AUSTIN, Texas, July 11, 2019 (LifeSiteNews) – A small multi-faith group of left-wing “religious” leaders gathered at the Austin location of Texas abortion business Whole Woman’s Health Alliance (WWHA) Tuesday to “bless” the location, granting a veneer of religious legitimacy on an organization that kills human beings and has a history of health violations.

The gathering was organized by the so-called Religious Coalition for Reproductive Choice (RCRC) and Texas Freedom Network (TFN), according to a WWHA Facebook post calling it a “very powerful and empowering moment, complete with ritual, poetry, singing and insight that served to break away from the perception that religious communities are opposed to abortion.”

HuffPost reports that the gathering featured a “prayerful walk” of the path through the facility’s waiting area, patient rooms, counseling rooms, and offices. The Texas Observer adds that the group also sang “Hallelujah.”

“As people of faith, it’s not that we think we’re bringing God to this place; we believe God is already present in that space,” Austin campus minister Amelia Fulbright told HuffPost. “But it’s to ask for prayers of safety, healing, and peace, to infuse the space with an energy that is life-giving for women, a lot of whom are in an anxious time.”

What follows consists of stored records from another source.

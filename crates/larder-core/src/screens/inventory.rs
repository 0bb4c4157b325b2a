use std::sync::Arc;

use tracing::{info, warn};

use crate::api::PantryApi;
use crate::cache::CacheManager;
use crate::models::{InventoryItem, NewItem, UserId};
use crate::request::{ActiveScreen, RequestCoordinator, ScreenScope};

use super::{Loaded, ScreenError, ScreenResult};

/// The pantry list: load, add, edit and delete items for one account.
pub struct InventoryScreen {
    scope: ScreenScope,
    api: Arc<dyn PantryApi>,
    user: UserId,
    items: Vec<InventoryItem>,
    processing: bool,
}

impl InventoryScreen {
    pub const NAME: &'static str = "inventory";

    pub fn new(api: Arc<dyn PantryApi>, cache: Arc<CacheManager>, user: UserId) -> Self {
        Self {
            scope: ScreenScope::new(Self::NAME, cache),
            api,
            user,
            items: Vec::new(),
            processing: false,
        }
    }

    pub fn with_coordinator(mut self, coordinator: RequestCoordinator) -> Self {
        self.scope = self.scope.with_coordinator(coordinator);
        self
    }

    pub fn activate(&self) -> ActiveScreen {
        self.scope.activate()
    }

    pub fn coordinator(&self) -> &RequestCoordinator {
        self.scope.coordinator()
    }

    pub fn items(&self) -> &[InventoryItem] {
        &self.items
    }

    pub fn item(&self, id: i64) -> Option<&InventoryItem> {
        self.items.iter().find(|item| item.id == id)
    }

    pub fn is_processing(&self) -> bool {
        self.processing
    }

    /// Expired items can be thrown out without asking.
    pub fn requires_delete_confirmation(item: &InventoryItem) -> bool {
        !item.is_expired
    }

    fn require_user(&self) -> ScreenResult<UserId> {
        if self.user.is_valid() {
            Ok(self.user)
        } else {
            Err(ScreenError::NotSignedIn)
        }
    }

    /// Show the cached list if it is still fresh, otherwise fetch it.
    pub async fn load(&mut self) -> ScreenResult<Loaded> {
        let user = self.require_user()?;
        let cache = self.scope.cache();

        if let Some(items) = cache.inventory(user) {
            self.items = items;
            return Ok(Loaded::FromCache);
        }

        self.processing = true;
        let api = Arc::clone(&self.api);
        let fetched = self
            .scope
            .coordinator()
            .run(move || async move { api.list_inventory(user).await })
            .await;
        self.processing = false;

        match fetched {
            Ok(Some(items)) => {
                cache.set_inventory(user, items.clone());
                self.items = items;
                Ok(Loaded::FromNetwork)
            }
            Ok(None) => Ok(Loaded::Cancelled),
            Err(e) => {
                warn!(user = %user, error = %e, "Failed to load inventory");
                Err(e.into())
            }
        }
    }

    /// Drop the cached list and fetch it again.
    pub async fn reload(&mut self) -> ScreenResult<Loaded> {
        let user = self.require_user()?;
        self.scope.cache().invalidate_inventory(user);
        self.load().await
    }

    /// Distinct item names, sorted, for pickers and recipe suggestions.
    /// `None` when the fetch was cancelled before it settled.
    pub async fn item_names(&mut self) -> ScreenResult<Option<Vec<String>>> {
        let user = self.require_user()?;
        if let Some(names) = self.scope.cache().inventory_names(user) {
            return Ok(Some(names));
        }

        if self.load().await? == Loaded::Cancelled {
            return Ok(None);
        }

        let mut names: Vec<String> = self.items.iter().map(|item| item.name.clone()).collect();
        names.sort_by_cached_key(|name| name.to_lowercase());
        names.dedup_by(|a, b| a.to_lowercase() == b.to_lowercase());
        self.scope.cache().set_inventory_names(user, names.clone());
        Ok(Some(names))
    }

    pub async fn add(&mut self, form: &NewItem) -> ScreenResult<Loaded> {
        let user = self.require_user()?;
        let payload = Self::validate(form)?.to_payload();

        self.processing = true;
        let result = self.api.add_item(user, &payload).await;
        self.processing = false;
        if let Err(e) = result {
            warn!(user = %user, error = %e, "Failed to add item");
            return Err(e.into());
        }

        info!(user = %user, name = %payload.name, "Item added");
        self.refresh_after_mutation(user).await
    }

    pub async fn edit(&mut self, item_id: i64, form: &NewItem) -> ScreenResult<Loaded> {
        let user = self.require_user()?;
        let payload = Self::validate(form)?.to_payload();

        self.processing = true;
        let result = self.api.edit_item(user, item_id, &payload).await;
        self.processing = false;
        if let Err(e) = result {
            warn!(user = %user, item_id, error = %e, "Failed to update item");
            return Err(e.into());
        }

        info!(user = %user, item_id, "Item updated");
        self.refresh_after_mutation(user).await
    }

    /// Delete an item. It disappears from the list immediately; the list is
    /// then refetched so server-side changes show up too.
    pub async fn delete(&mut self, item_id: i64) -> ScreenResult<Loaded> {
        let user = self.require_user()?;

        if let Err(e) = self.api.delete_item(user, item_id).await {
            warn!(user = %user, item_id, error = %e, "Failed to delete item");
            return Err(e.into());
        }

        self.items.retain(|item| item.id != item_id);
        info!(user = %user, item_id, "Item deleted");
        self.refresh_after_mutation(user).await
    }

    /// Invalidate and refetch once a mutation has been accepted. A failed
    /// refetch does not undo the mutation, so it is reported as
    /// `Loaded::RefreshFailed` rather than as an error.
    async fn refresh_after_mutation(&mut self, user: UserId) -> ScreenResult<Loaded> {
        self.scope.cache().invalidate_inventory(user);
        match self.load().await {
            Ok(loaded) => Ok(loaded),
            Err(e) => {
                warn!(user = %user, error = %e, "Change saved but inventory refresh failed");
                Ok(Loaded::RefreshFailed)
            }
        }
    }

    fn validate(form: &NewItem) -> ScreenResult<&NewItem> {
        match form.trimmed_name() {
            Some(_) => Ok(form),
            None => Err(ScreenError::Validation("Please enter an item name".to_string())),
        }
    }
}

Fulbright added that at one point during the event she breastfed her own four-month-old baby, and claimed that nursing a child inside an abortion center somehow demonstrated that it was a “life-affirming space” because it “paints a different picture than what the anti-abortion movement would like you to think happens in abortion clinics” (while employees or women who visit abortion centers for other reasons may occasionally breastfeed onsite, it is not, in fact, representative of what happens to most preborn children who accompany their mothers inside).

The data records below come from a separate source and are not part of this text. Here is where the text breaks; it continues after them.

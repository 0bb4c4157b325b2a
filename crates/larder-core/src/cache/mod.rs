//! In-memory caching for screen data.
//!
//! - `TtlCache`: generic key/value store with a single time-to-live
//! - `CacheKey`: resource plus owning account, the only key type screens use
//! - `CacheManager`: typed accessors over one shared `TtlCache`
//!
//! Nothing is written to disk; the remote API stays the source of truth and
//! cached entries simply age out (three minutes by default).

pub mod key;
pub mod manager;
pub mod ttl;

pub use key::{CacheKey, Resource};
pub use manager::{CacheAges, CacheManager, CachedPayload};
pub use ttl::{CacheEntry, TtlCache};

“We’re trying [to] say [that pro-lifers’] narrative isn’t the only narrative related to faith,” Kentina Washington-Leapheart of the Connecticut-based Religious Institute, another event organizer, told the Observer. “Women seeking an abortion are largely women of faith. They’re not having an abortion in spite of their faith, it’s in many ways informing the decision they make […] They have a God-given right to make decisions about their life.”

The Bible repeatedly condemns “murder” and “shed[ding] innocent blood” as “detestable to” the Lord, because “in the image of God has God made mankind.” From there, “there’s really only one question left to ask,” pro-life apologist Scott Klusendorf argues. “If the unborn are human, then the same commands that forbid the shedding of innocent blood in these other cases apply to them as well.” Long-settled biological criteria and mainstream medical textbooks establish that a whole, distinct, living human exists once fertilization has occurred.

Neither report on the incident quotes any of the gathering’s participants as grappling with either the Bible or embryology to justify supporting abortion in God’s name. The Religious Coalition for Reproductive Choice’s page on the “moral case” for its position claims as its “religious principle” “compassion for the complex choices each individual may confront and the impact of these choices on families,” but doesn’t attempt to construct an argument.

The Texas Freedom Network’s website purports to cite dozens of texts, but a cursory overview reveals the group’s interpretations to be torturous at best. For instance, from God concluding in Genesis 1:31 that “all that he had made” was “very good,” TFN infers that “this includes the bodies of women, who are under threat when they cannot receive equal access to full reproductive health services” (TFN doesn’t address the obvious conclusion that the “bodies of women” would still be “very good” and therefore worth protecting while developing in the womb).

Furthermore, Whole Woman’s Health is a particularly problematic example to use in framing the abortion industry as a model of Christian compassion. 

In 2017, a Texas Department of State Health Services report identified numerous offenses at the chain from 2011 to 2017, including rusty equipment, failing to properly disinfect and sterilize instruments between use, lacking proper written operation procedures, improper storage of hazardous chemicals, unsanitary surfaces, failing to follow up with patients, holes in the floor, and more.